As quoted earlier, Ecosia and Qwant are not planning to develop AI models themselves, so the reliance on third-party LLMs and their APIs will continue to exist unless stated otherwise. Their plan is to provide the infrastructure for others to use it, so I assume that doing so will bring more attention to them and potentially attract European investment to further their mission.

Ick · November 13, 2024, 1:28am

And another chance wasted to create an European open search index. Instead we get something “fancy with AI”. I didn’t expect anything else from companies.

TiX0 · November 13, 2024, 3:30am

FYI there already is an anonymous privacy-respecting European search engine:

And it’s a pretty good one at that too! Integrates nicely with FF

FranklyFlawless · November 13, 2024, 3:30am

Startpage uses Google as its search engine under the hood.

TiX0 · November 13, 2024, 3:31am

Are you sure? I thought they used Bing (because in fact Google didn’t want to make a deal with them…)

FranklyFlawless · November 13, 2024, 3:32am

Absolutely.

TiX0 · November 13, 2024, 3:34am

Ok, That would be good news - Google is still better than any other (unfortunately)

FranklyFlawless · November 13, 2024, 3:44am

You can use the list of search engines I linked from my Wikiless instance above if you want to compare the current available search engines, or if you want more backstory surrounding my usage of Startpage, you can read about it on the Purism community forums:

Currently I use my own Whoogle instance:

https://whoogle.franklyflawless.org/

TiX0 · November 13, 2024, 3:49am

Nice!
Your Whoogle instance would give the same results as if it were a Google search?

FranklyFlawless · November 13, 2024, 3:52am

I would not know, as I have stopped directly using Google services a long time ago. What I do know is that my Whoogle instance fetches Google results and has not been ratelimited since I have deployed it.

irvinewade · November 13, 2024, 3:58am

.. and I would hope that when the project as per this topic is complete, Startpage changes over to using the fruits of this project.

FranklyFlawless · November 13, 2024, 4:14am

Here is another quote from the latter article:

Even if an independent European privacy-first search engine is realized and Startpage migrates over to this “solution”, Big Tech can and will use technical and legal measures to prevent gratis indexing of their proprietary platforms, effectively locking projects out of usable search results unless they pay for the “privilege”.

irvinewade · November 13, 2024, 4:30am

Up to a point that is reasonable.
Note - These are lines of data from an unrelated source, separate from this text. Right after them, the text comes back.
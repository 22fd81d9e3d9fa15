//! # Subspace Rank Selection
//!
//! Chooses the dimension of the active subspace from the SVD of the derivative
//! matrix. Up to four criteria run and the largest rank any of them selects
//! wins:
//!
//! - **energy**: smallest `r` whose trailing squared singular values carry less
//!   than `truncation_tolerance` of the total;
//! - **Bing Li**: the "ladle" estimator, the first local minimum of normalized
//!   eigenvalue magnitude plus normalized bootstrap basis instability;
//! - **Constantine**: the rank whose leading subspace varies least across
//!   bootstrap replicates, measured by projection-matrix distance;
//! - **cross-validation**: see [`super::cross_validation`].
//!
//! A user rank bypasses the criteria. Either way the result goes through a
//! numerical-rank check against `||D||_inf * eps` that can only lower it.
//!
//! References:
//! - B. Luo and B. Li, "Combining eigenvalues and variation of eigenvectors
//!   for order determination", Biometrika 103 (2016).
//! - P. Constantine, Active Subspaces, SIAM (2015), section 3.3.

use log::{debug, info, warn};
use ndarray::{s, Array1, Array2, ArrayView2};
use serde::{Deserialize, Serialize};

use crate::error::{Result, SubspaceError};
use crate::linalg::{determinant, frobenius_norm, numerical_rank_threshold, svd, SvdResult};
use crate::utils::map_replicates;

use super::bootstrap::{BootstrapRngState, BootstrapSampler};
use super::config::SubspaceConfig;
use super::cross_validation::{cross_validation_criterion, CrossValidationData};

/// Outcome of rank selection, including every candidate estimate.
#[derive(Debug, Clone, PartialEq, Serialize, Deserialize)]
pub struct RankSelection {
    /// Final reduced rank
    pub rank: usize,

    /// The user rank was within range and used directly
    pub user_rank_used: bool,

    /// Energy criterion estimate, when it ran
    pub energy: Option<usize>,

    /// Bing Li criterion estimate, when it ran
    pub bing_li: Option<usize>,

    /// Constantine criterion estimate, when it ran
    pub constantine: Option<usize>,

    /// Cross-validation estimate, when it ran
    pub cross_validation: Option<usize>,

    /// Averaged bootstrap projection distance per candidate rank (Constantine)
    pub constantine_metric: Vec<f64>,

    /// Cross-validation error per candidate rank
    pub cv_errors: Vec<f64>,

    /// The numerical-rank check lowered the rank
    pub numerically_downgraded: bool,

    /// The rank reached the sample-size guideline
    pub sample_size_warning: bool,
}

/// Energy criterion: smallest `r` with `1 - sum_{i<r} s_i^2 / sum s_i^2 < tol`,
/// or 0 when no `r` qualifies.
pub fn energy_criterion(singular_values: &Array1<f64>, truncation_tolerance: f64) -> usize {
    let eigenvalues: Vec<f64> = singular_values.iter().map(|s| s * s).collect();
    let total: f64 = eigenvalues.iter().sum();
    if !(total > 0.0) {
        return 0;
    }

    let mut cumulative = 0.0;
    for (i, e) in eigenvalues.iter().enumerate() {
        cumulative += e;
        if 1.0 - cumulative / total < truncation_tolerance {
            return i + 1;
        }
    }
    0
}

// Bootstrap indices are drawn up front, in replicate order, so the random
// stream does not depend on how the replicates are scheduled.
fn draw_replicates<'a>(
    derivatives: ArrayView2<'a, f64>,
    num_functions: usize,
    num_replicates: usize,
    rng: &mut BootstrapRngState,
) -> Result<(BootstrapSampler<'a>, Vec<Vec<usize>>)> {
    let sampler = BootstrapSampler::new(derivatives, num_functions)?;
    let draws = (0..num_replicates)
        .map(|_| sampler.draw_indices(rng))
        .collect();
    Ok((sampler, draws))
}

/// Bing Li's ladle criterion.
///
/// For candidate size `k` (0-based), the score is
/// `lambda_k / sum(lambda) + f_k / sum(f)` where `f_k` is the bootstrap mean of
/// `1 - |det(U_k^T U*_k)|` over the leading `k` left singular vectors of the
/// original (`U`) and resampled (`U*`) matrices, with `f_0 = 0`. Returns the
/// first `k` with `score[k] < score[k + 1]`, or 0 if there is none.
pub fn bing_li_criterion(
    derivatives: ArrayView2<'_, f64>,
    num_functions: usize,
    decomposition: &SvdResult,
    num_replicates: usize,
    rng: &mut BootstrapRngState,
) -> Result<usize> {
    let singular_values = &decomposition.singular_values;
    let left = &decomposition.left_singular_vectors;
    let num_candidates = singular_values.len().min(left.nrows());
    if num_candidates < 2 {
        return Ok(0);
    }

    let (sampler, draws) = draw_replicates(derivatives, num_functions, num_replicates, rng)?;
    let deficits = map_replicates(draws, |indices| {
        let mut replicate = Array2::zeros(sampler.output_dim());
        sampler.resample_with(&indices, &mut replicate)?;
        let boot = svd(replicate.view())?;
        let mut deficit = vec![0.0; num_candidates];
        for (k, d) in deficit.iter_mut().enumerate().skip(1) {
            let overlap = left
                .slice(s![.., ..k])
                .t()
                .dot(&boot.left_singular_vectors.slice(s![.., ..k]));
            *d = 1.0 - determinant(overlap.view())?.abs();
        }
        Ok(deficit)
    })?;

    let mut f = vec![0.0; num_candidates];
    for deficit in &deficits {
        for (acc, d) in f.iter_mut().zip(deficit) {
            *acc += d;
        }
    }
    for v in f.iter_mut() {
        *v /= num_replicates as f64;
    }

    let eigenvalues: Vec<f64> = singular_values.iter().map(|s| s * s).collect();
    let eigen_sum: f64 = eigenvalues.iter().sum();
    let f_sum: f64 = f.iter().sum();
    let scores: Vec<f64> = (0..num_candidates)
        .map(|k| {
            let phi = if eigen_sum > 0.0 { eigenvalues[k] / eigen_sum } else { 0.0 };
            let g = if f_sum > 0.0 { f[k] / f_sum } else { 0.0 };
            phi + g
        })
        .collect();
    debug!("Bing Li scores: {:?}", scores);

    for k in 1..num_candidates {
        if scores[k - 1] < scores[k] {
            return Ok(k - 1);
        }
    }
    Ok(0)
}

/// Frobenius distance `||U U^T - V V^T||_F` between the projectors onto the
/// column spans of two orthonormal bases.
fn projection_distance(u: ArrayView2<'_, f64>, v: ArrayView2<'_, f64>) -> f64 {
    let difference = u.dot(&u.t()) - v.dot(&v.t());
    frobenius_norm(difference.view())
}

/// Constantine's bootstrap metric.
///
/// For every candidate rank `j` in `1..=min(num_singular_values, num_vars - 1)`,
/// the metric is the bootstrap mean of `||P_j - P*_j||_F`. Returns the
/// 1-based global argmin (the first one on ties) and the metric sequence.
pub fn constantine_criterion(
    derivatives: ArrayView2<'_, f64>,
    num_functions: usize,
    decomposition: &SvdResult,
    num_replicates: usize,
    rng: &mut BootstrapRngState,
) -> Result<(usize, Vec<f64>)> {
    let left = &decomposition.left_singular_vectors;
    let num_vars = left.nrows();
    let num_candidates = decomposition
        .singular_values
        .len()
        .min(num_vars.saturating_sub(1));
    if num_candidates == 0 {
        return Ok((1, Vec::new()));
    }

    let (sampler, draws) = draw_replicates(derivatives, num_functions, num_replicates, rng)?;
    let distances = map_replicates(draws, |indices| {
        let mut replicate = Array2::zeros(sampler.output_dim());
        sampler.resample_with(&indices, &mut replicate)?;
        let boot = svd(replicate.view())?;
        Ok((1..=num_candidates)
            .map(|j| {
                projection_distance(
                    left.slice(s![.., ..j]),
                    boot.left_singular_vectors.slice(s![.., ..j]),
                )
            })
            .collect::<Vec<f64>>())
    })?;

    let mut metric = vec![0.0; num_candidates];
    for replicate in &distances {
        for (acc, d) in metric.iter_mut().zip(replicate) {
            *acc += d;
        }
    }
    for m in metric.iter_mut() {
        *m /= num_replicates as f64;
    }
    debug!("Constantine metric: {:?}", metric);

    let mut best = 0;
    for (i, &m) in metric.iter().enumerate() {
        if m < metric[best] {
            best = i;
        }
    }
    Ok((best + 1, metric))
}

/// Lower `rank` to the numerical rank when its last singular value falls below
/// `threshold`. Returns the checked rank and whether it changed.
///
/// A rank of 0 on input, or a numerical rank of 0, is fatal.
pub fn numerical_rank_check(
    singular_values: &Array1<f64>,
    threshold: f64,
    rank: usize,
) -> Result<(usize, bool)> {
    if rank == 0 {
        return Err(SubspaceError::NumericalRankDeficient(
            "rank selection produced rank 0".to_string(),
        ));
    }
    if rank > singular_values.len() {
        return Err(SubspaceError::DimensionMismatch(format!(
            "rank {} exceeds the {} available singular values",
            rank,
            singular_values.len()
        )));
    }
    if singular_values[rank - 1] >= threshold {
        return Ok((rank, false));
    }

    let numerical = singular_values
        .iter()
        .position(|&s| s < threshold)
        .unwrap_or(rank);
    if numerical == 0 {
        return Err(SubspaceError::NumericalRankDeficient(format!(
            "derivative matrix has numerical rank 0 (largest singular value {:e} below {:e})",
            singular_values[0], threshold
        )));
    }
    Ok((numerical, true))
}

/// Constantine's sample-size guideline `ceil(samples / (2 log10(num_vars)))`;
/// `None` when it is undefined (a single variable).
pub fn sample_size_guideline(initial_samples: usize, num_vars: usize) -> Option<usize> {
    if num_vars < 2 {
        return None;
    }
    Some((initial_samples as f64 / (2.0 * (num_vars as f64).log10())).ceil() as usize)
}

/// Rank selection over one SVD of the derivative matrix.
pub struct RankSelectionEngine<'a> {
    derivatives: ArrayView2<'a, f64>,
    num_functions: usize,
    decomposition: &'a SvdResult,
    config: &'a SubspaceConfig,
    cv_data: Option<CrossValidationData<'a>>,
}

impl<'a> RankSelectionEngine<'a> {
    /// Bind the engine to a derivative matrix and its SVD.
    ///
    /// Fails with `NoSingularValues` when the spectrum is empty.
    pub fn new(
        derivatives: ArrayView2<'a, f64>,
        num_functions: usize,
        decomposition: &'a SvdResult,
        config: &'a SubspaceConfig,
    ) -> Result<Self> {
        if decomposition.singular_values.is_empty() {
            return Err(SubspaceError::NoSingularValues);
        }
        Ok(Self {
            derivatives,
            num_functions,
            decomposition,
            config,
            cv_data: None,
        })
    }

    /// Sample points and function values for the cross-validation criterion.
    pub fn with_cross_validation_data(mut self, data: CrossValidationData<'a>) -> Self {
        self.cv_data = Some(data);
        self
    }

    fn num_vars(&self) -> usize {
        self.decomposition.left_singular_vectors.nrows()
    }

    /// Run the selection.
    pub fn select(&self, rng: &mut BootstrapRngState) -> Result<RankSelection> {
        let singular_values = &self.decomposition.singular_values;
        let mut selection = RankSelection {
            rank: 0,
            user_rank_used: false,
            energy: None,
            bing_li: None,
            constantine: None,
            cross_validation: None,
            constantine_metric: Vec::new(),
            cv_errors: Vec::new(),
            numerically_downgraded: false,
            sample_size_warning: false,
        };

        match self.config.user_rank {
            Some(r) if r >= 1 && r <= singular_values.len() => {
                info!("Using user-specified subspace rank {}", r);
                selection.rank = r;
                selection.user_rank_used = true;
            }
            other => {
                if let Some(r) = other {
                    warn!(
                        "Requested subspace rank {} is outside 1..={}; selecting the rank automatically",
                        r,
                        singular_values.len()
                    );
                }
                self.run_criteria(rng, &mut selection)?;
            }
        }

        let threshold = numerical_rank_threshold(self.derivatives);
        let (rank, downgraded) = numerical_rank_check(singular_values, threshold, selection.rank)?;
        if downgraded {
            warn!(
                "Subspace rank {} exceeds the numerical rank of the derivative matrix; using {}",
                selection.rank, rank
            );
        }
        selection.rank = rank;
        selection.numerically_downgraded = downgraded;

        let initial_samples = self.config.initial_samples;
        if let Some(limit) = sample_size_guideline(initial_samples, self.num_vars()) {
            if rank >= limit {
                warn!(
                    "Subspace rank {} reaches the sample-size guideline {} for {} initial samples; \
                     the subspace may be inaccurate",
                    rank, limit, initial_samples
                );
                selection.sample_size_warning = true;
            }
        }

        info!("Selected subspace rank {}", selection.rank);
        Ok(selection)
    }

    fn run_criteria(&self, rng: &mut BootstrapRngState, selection: &mut RankSelection) -> Result<()> {
        let criteria = self.config.criteria.effective();
        let mut rank = 0;

        if criteria.energy {
            let r = energy_criterion(
                &self.decomposition.singular_values,
                self.config.truncation_tolerance,
            );
            info!("Energy criterion rank: {}", r);
            selection.energy = Some(r);
            rank = rank.max(r);
        }

        if criteria.bing_li {
            let r = bing_li_criterion(
                self.derivatives,
                self.num_functions,
                self.decomposition,
                self.config.num_replicates,
                rng,
            )?;
            info!("Bing Li criterion rank: {}", r);
            selection.bing_li = Some(r);
            rank = rank.max(r);
        }

        if criteria.constantine {
            let (r, metric) = constantine_criterion(
                self.derivatives,
                self.num_functions,
                self.decomposition,
                self.config.num_replicates,
                rng,
            )?;
            info!("Constantine criterion rank: {}", r);
            selection.constantine = Some(r);
            selection.constantine_metric = metric;
            rank = rank.max(r);
        }

        if criteria.cross_validation {
            let data = self.cv_data.as_ref().ok_or_else(|| {
                SubspaceError::InsufficientData(
                    "cross-validation rank selection needs sample points and function values"
                        .to_string(),
                )
            })?;
            let result = cross_validation_criterion(
                &self.decomposition.left_singular_vectors,
                data,
                self.config,
                rng,
            )?;
            info!("Cross-validation rank: {}", result.rank);
            selection.cross_validation = Some(result.rank);
            selection.cv_errors = result.errors;
            rank = rank.max(result.rank);
        }

        selection.rank = rank;
        Ok(())
    }
}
If the information is only accessible by logging in and even then only accessible for personal use then it may be reasonable to prevent crawling or scraping. In any case, a polite web crawler should respect the “robot directives” - and a company in this position should be issuing same.

Where this would get very dodgy is if, say, a Big Tech company offers search and offers web site hosting - and they allow their crawler to crawl those web sites but they prevent any other crawlers from crawling those web sites, or by default they prevent that.

I have no problem with a social media site outright preventing all web crawling.

Then there are the free, public web sites that want to prevent scraping in order to monetise their content - but are not averse to being indexed. (That can be handled by the site owner indexing its own content and then handing the index to the crawler.)

You are right though that there are many legal stoushes and many regulatory stoushes between where we are now and any kind of comprehensive European “sovereign” search / indexing capability.